Following the style of MTV's Laguna Beach: The Real Orange County, The Hills, and 8th & Ocean, Maui Fever was shot as a "reality drama" (in the format of a scripted television show). Maui Fever cast members never spoke directly to the camera or gave testimonials, a tactic used in MTV's The Real World and in traditional documentaries. However, a voice-over narrative spoken by Cheyne Magnusson, one of the main characters, was used at the beginning of each episode to set up the scene and tie together storylines.

The opening credits of Maui Fever featured the song, "Horndog" by Overseer.

Background
Producers casting for Maui Fever sought people who were willing to participate in the show and who were already part of a group of friends on the island. In June 2006, the producers of Maui Fever shot the pilot episode on location on the Valley Isle (Maui). After viewing the pilot and meeting with Hawaii's film commissioners, MTV executives gave Maui Fever "green light" status in August.
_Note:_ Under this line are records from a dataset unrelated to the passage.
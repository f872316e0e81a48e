mod attribute;
mod raw;
mod types;

pub use attribute::Attribute;
pub use raw::{RawAttribute, RawAttributes};
pub use types::AttributeType;
//! Proxy error types

use std::net::SocketAddr;
use std::path::PathBuf;
use thiserror::Error;

/// Proxy operation errors
#[derive(Error, Debug)]
pub enum ProxyError {
    /// IO error during network operations
    #[error("IO error: {0}")]
    Io(#[from] std::io::Error),

    /// Pool document could not be (de)serialized
    #[error("JSON error: {0}")]
    Json(#[from] serde_json::Error),

    /// Runtime configuration is unusable
    #[error(transparent)]
    RuntimeConfig(#[from] crate::config::ConfigError),

    /// Pool document parsed but failed validation
    #[error("Configuration error: {0}")]
    Configuration(String),

    /// Pool document on disk is unusable; the previous configuration stays live
    #[error("Invalid pool document '{path}': {reason}")]
    InvalidDocument { path: PathBuf, reason: String },

    /// Server host did not resolve to a socket address
    #[error("Cannot resolve {host}:{port}: {reason}")]
    Resolve {
        host: String,
        port: u16,
        reason: String,
    },

    /// Listener socket could not be bound
    #[error("Failed to bind {addr}: {source}")]
    Bind {
        addr: SocketAddr,
        #[source]
        source: std::io::Error,
    },

    /// No socket is open for the destination's address family
    #[error("No {0} socket available for {1}")]
    NoSocket(&'static str, SocketAddr),

    /// Reactor thread could not be started or panicked
    #[error("Reactor error: {0}")]
    Reactor(String),
}

/// Result type for proxy operations
pub type ProxyResult<T> = Result<T, ProxyError>;
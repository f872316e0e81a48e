use clap::Parser;
use radius_proxy::proxy::{DeviceRegistry, LoadStatus, PoolStore};
use radius_proxy::{Config, ConfigError, RadiusProxy, TrafficClass};
use std::io::ErrorKind;
use std::path::PathBuf;
use std::process;
use std::sync::Arc;
use tracing::{debug, error, info, warn};
use tracing_subscriber::{layer::SubscriberExt, util::SubscriberInitExt, EnvFilter};

/// RADIUS Pool Proxy - load-balancing RADIUS forwarder for managed access points
#[derive(Parser, Debug)]
#[command(author, version, about, long_about = None)]
#[command(name = "radius-proxy")]
struct Cli {
    /// Path to configuration file
    #[arg(value_name = "CONFIG", default_value = "radius-proxy.json")]
    config_path: PathBuf,

    /// Directory holding the pool document
    #[arg(long, env = "RADIUS_PROXY_DATA_DIR")]
    data_dir: Option<PathBuf>,

    /// Authentication port
    #[arg(long, env = "RADIUS_PROXY_AUTH_PORT")]
    auth_port: Option<u16>,

    /// Accounting port
    #[arg(long, env = "RADIUS_PROXY_ACCT_PORT")]
    acct_port: Option<u16>,

    /// Validate configuration and pool document and exit
    #[arg(long)]
    validate: bool,
}

impl Cli {
    fn apply(&self, config: &mut Config) {
        if let Some(ref dir) = self.data_dir {
            config.data_dir = dir.clone();
        }
        if let Some(port) = self.auth_port {
            config.authentication_port = port;
        }
        if let Some(port) = self.acct_port {
            config.accounting_port = port;
        }
    }
}

/// Registry used when the proxy runs standalone: records who sent what.
struct LoggingRegistry;

impl DeviceRegistry for LoggingRegistry {
    fn submit_accounting(&self, device_id: &str, packet: &[u8]) {
        log_submission(TrafficClass::Accounting, device_id, packet);
    }

    fn submit_authentication(&self, device_id: &str, packet: &[u8]) {
        log_submission(TrafficClass::Authentication, device_id, packet);
    }
}

fn log_submission(class: TrafficClass, device_id: &str, packet: &[u8]) {
    if device_id.is_empty() {
        debug!(class = %class, len = packet.len(), "Packet from unidentified device");
    } else {
        info!(class = %class, device = %device_id, len = packet.len(), "Packet from device");
    }
}

fn load_config(cli: &Cli) -> Result<Config, ConfigError> {
    let mut config = match Config::from_file(&cli.config_path) {
        Ok(config) => config,
        Err(ConfigError::Io(e)) if e.kind() == ErrorKind::NotFound && !cli.validate => {
            let config = Config::default();
            config.to_file(&cli.config_path)?;
            eprintln!("Created default configuration at {}", cli.config_path.display());
            config
        }
        Err(e) => return Err(e),
    };
    cli.apply(&mut config);
    config.validate()?;
    Ok(config)
}

fn validate(config: &Config) -> ! {
    let store = PoolStore::new(&config.data_dir);
    let status = match store.load() {
        Ok(status) => status,
        Err(e) => {
            eprintln!("Pool document validation failed: {}", e);
            process::exit(1);
        }
    };

    println!("Configuration validated successfully");
    println!("  Data directory: {}", config.data_dir.display());
    println!("  Authentication port: {}", config.authentication_port);
    println!("  Accounting port: {}", config.accounting_port);
    println!("  IPv6: {}", if config.enable_ipv6 { "enabled" } else { "disabled" });
    match status {
        LoadStatus::Loaded { pools } => {
            println!("  Pools: {} ({} derived)", pools, store.snapshot().pool_count())
        }
        LoadStatus::NotFound => println!("  Pools: none ({} not found)", store.path().display()),
    }
    process::exit(0);
}

#[tokio::main(flavor = "current_thread")]
async fn main() {
    let cli = Cli::parse();

    let config = match load_config(&cli) {
        Ok(config) => config,
        Err(e) => {
            eprintln!("Configuration error: {}", e);
            process::exit(1);
        }
    };

    if cli.validate {
        validate(&config);
    }

    tracing_subscriber::registry()
        .with(EnvFilter::try_from_default_env().unwrap_or_else(|_| EnvFilter::new(&config.log_level)))
        .with(tracing_subscriber::fmt::layer())
        .init();

    info!("RADIUS Pool Proxy v{}", env!("CARGO_PKG_VERSION"));
    info!("Loaded configuration from: {}", cli.config_path.display());

    let store = Arc::new(PoolStore::new(&config.data_dir));
    match store.load() {
        Ok(LoadStatus::Loaded { pools }) => info!(pools = pools, "Routing through configured pools"),
        Ok(LoadStatus::NotFound) => info!("No pools configured, all traffic passes through"),
        Err(e) => warn!(error = %e, "Starting without pools"),
    }

    let proxy = match RadiusProxy::start(&config, store, Arc::new(LoggingRegistry)) {
        Ok(proxy) => proxy,
        Err(e) => {
            error!("Failed to start proxy: {}", e);
            process::exit(1);
        }
    };

    info!("Press Ctrl+C to stop");
    if let Err(e) = tokio::signal::ctrl_c().await {
        error!("Cannot listen for shutdown signal: {}", e);
    }

    info!("Shutting down");
    match tokio::task::spawn_blocking(move || proxy.stop()).await {
        Ok(Ok(())) => {}
        Ok(Err(e)) => {
            error!("Shutdown error: {}", e);
            process::exit(1);
        }
        Err(e) => {
            error!("Shutdown task failed: {}", e);
            process::exit(1);
        }
    }
}
//! RADIUS wire format helpers for the pool proxy
//!
//! This crate holds the protocol-level pieces the proxy needs to look inside
//! datagrams without fully decoding them:
//!
//! - Fixed header constants and packet codes (RFC 2865 Section 3, RFC 2866)
//! - A zero-copy attribute walker that never reads past its input
//! - Vendor-Specific attribute (type 26) parsing
//! - Device serial number extraction from the OpenWiFi vendor attribute
//! - An owned packet/attribute encoder for building datagrams
//!
//! # Example
//!
//! ```rust
//! use radius_proto::{Code, Packet, extract_device_id, serial_number_attribute};
//!
//! let mut packet = Packet::new(Code::AccountingRequest, 7, [0u8; 16]);
//! packet.add_attribute(serial_number_attribute("aa-bb-cc-dd-ee-ff").unwrap());
//! let bytes = packet.encode().unwrap();
//!
//! let attrs = radius_proto::attribute_region(&bytes).unwrap();
//! assert_eq!(extract_device_id(attrs).as_deref(), Some("aabbccddeeff"));
//! ```

pub mod attributes;
pub mod packet;
pub mod vendor;

pub use attributes::{Attribute, AttributeType, RawAttribute, RawAttributes};
pub use packet::{attribute_region, Code, Packet, PacketError};
pub use vendor::{
    extract_device_id, serial_number_attribute, VendorSpecific, OPENWIFI_VENDOR_ID,
};
use crate::config::Config;
use crate::proxy::listener::{DeviceRegistry, Dispatcher, Reactor};
use crate::proxy::sender::{BoundAddrs, ClassSockets, ProxySockets, Sender};
use crate::proxy::stats::{DispatchStats, DispatchStatsSnapshot};
use crate::proxy::{PoolStore, ProxyResult, TrafficClass};
use std::sync::Arc;
use tracing::info;

/// Listening addresses of both traffic classes
#[derive(Debug, Clone, Copy, PartialEq, Eq)]
pub struct LocalAddrs {
    pub authentication: BoundAddrs,
    pub accounting: BoundAddrs,
}

struct ClassListener {
    reactor: Reactor,
    stats: Arc<DispatchStats>,
}

impl ClassListener {
    fn start(
        class: TrafficClass,
        sockets: ClassSockets,
        registry: Arc<dyn DeviceRegistry>,
    ) -> ProxyResult<Self> {
        let dispatcher = Dispatcher::new(class, registry);
        let stats = dispatcher.stats().clone();
        let reactor = Reactor::spawn(dispatcher, Some(sockets.v4), sockets.v6)?;
        Ok(ClassListener { reactor, stats })
    }
}

/// Running proxy: two reactors plus the shared sender
pub struct RadiusProxy {
    store: Arc<PoolStore>,
    sender: Sender,
    local_addrs: LocalAddrs,
    authentication: ClassListener,
    accounting: ClassListener,
}

impl RadiusProxy {
    /// Bind all sockets and start both reactors.
    ///
    /// `store` should already be loaded; the proxy never reloads it on its
    /// own. Bind failures abort startup with nothing left running.
    pub fn start(
        config: &Config,
        store: Arc<PoolStore>,
        registry: Arc<dyn DeviceRegistry>,
    ) -> ProxyResult<Self> {
        let sockets = ProxySockets::bind(config)?;
        let local_addrs = LocalAddrs {
            authentication: sockets.authentication.local_addrs()?,
            accounting: sockets.accounting.local_addrs()?,
        };
        let sender = Sender::new(Arc::clone(&store), sockets.try_clone()?);

        let authentication = ClassListener::start(
            TrafficClass::Authentication,
            sockets.authentication,
            Arc::clone(&registry),
        )?;
        let accounting = ClassListener::start(TrafficClass::Accounting, sockets.accounting, registry)?;

        info!(
            authentication = %local_addrs.authentication.v4,
            accounting = %local_addrs.accounting.v4,
            ipv6 = local_addrs.authentication.v6.is_some(),
            "RADIUS proxy started"
        );

        Ok(RadiusProxy {
            store,
            sender,
            local_addrs,
            authentication,
            accounting,
        })
    }

    /// Outbound handle; clone it freely
    pub fn sender(&self) -> Sender {
        self.sender.clone()
    }

    pub fn store(&self) -> &Arc<PoolStore> {
        &self.store
    }

    pub fn local_addrs(&self) -> LocalAddrs {
        self.local_addrs
    }

    pub fn stats(&self, class: TrafficClass) -> DispatchStatsSnapshot {
        match class {
            TrafficClass::Authentication => self.authentication.stats.snapshot(),
            TrafficClass::Accounting => self.accounting.stats.snapshot(),
        }
    }

    /// Stop both reactors and wait for their threads.
    ///
    /// The listening sockets close with the reactors; sender clones keep
    /// their own handles until dropped.
    pub fn stop(self) -> ProxyResult<()> {
        let authentication = self.authentication.reactor.stop();
        let accounting = self.accounting.reactor.stop();
        authentication?;
        accounting?;

        info!("RADIUS proxy stopped");
        Ok(())
    }
}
Filming of Maui Fever began on September 1, 2006, and continued for ten weeks. Initially the show was tentatively going to be called Island Fever. It is one of two MTV reality programs filmed on Maui in 2006; the other, Living Lahaina, began filming one week before Maui Fever but did not premiere until more than a month after the Maui Fever finale.

Maui Fever was executive produced by Steve Michaels, Jonathan Koch, Morgan J. Freeman, Liz Gateley and Tony DiSanto. They intended the show to be an homage to the sand-drenched beach films of the 1960s. From the initial concept, the show's creator (Freeman) and the other producers wanted to incorporate the feel and culture of Hawaii as though it were a "character," rather than merely a backdrop. Freeman described Maui as an ideal setting for a reality show because of its exotic scenery and spicy mix of tourists and locals. DiSanto likened the series to "a reality version of Cocktail." Producers sought to capture the allure of living on a tropical island in a state of "permanent vacation."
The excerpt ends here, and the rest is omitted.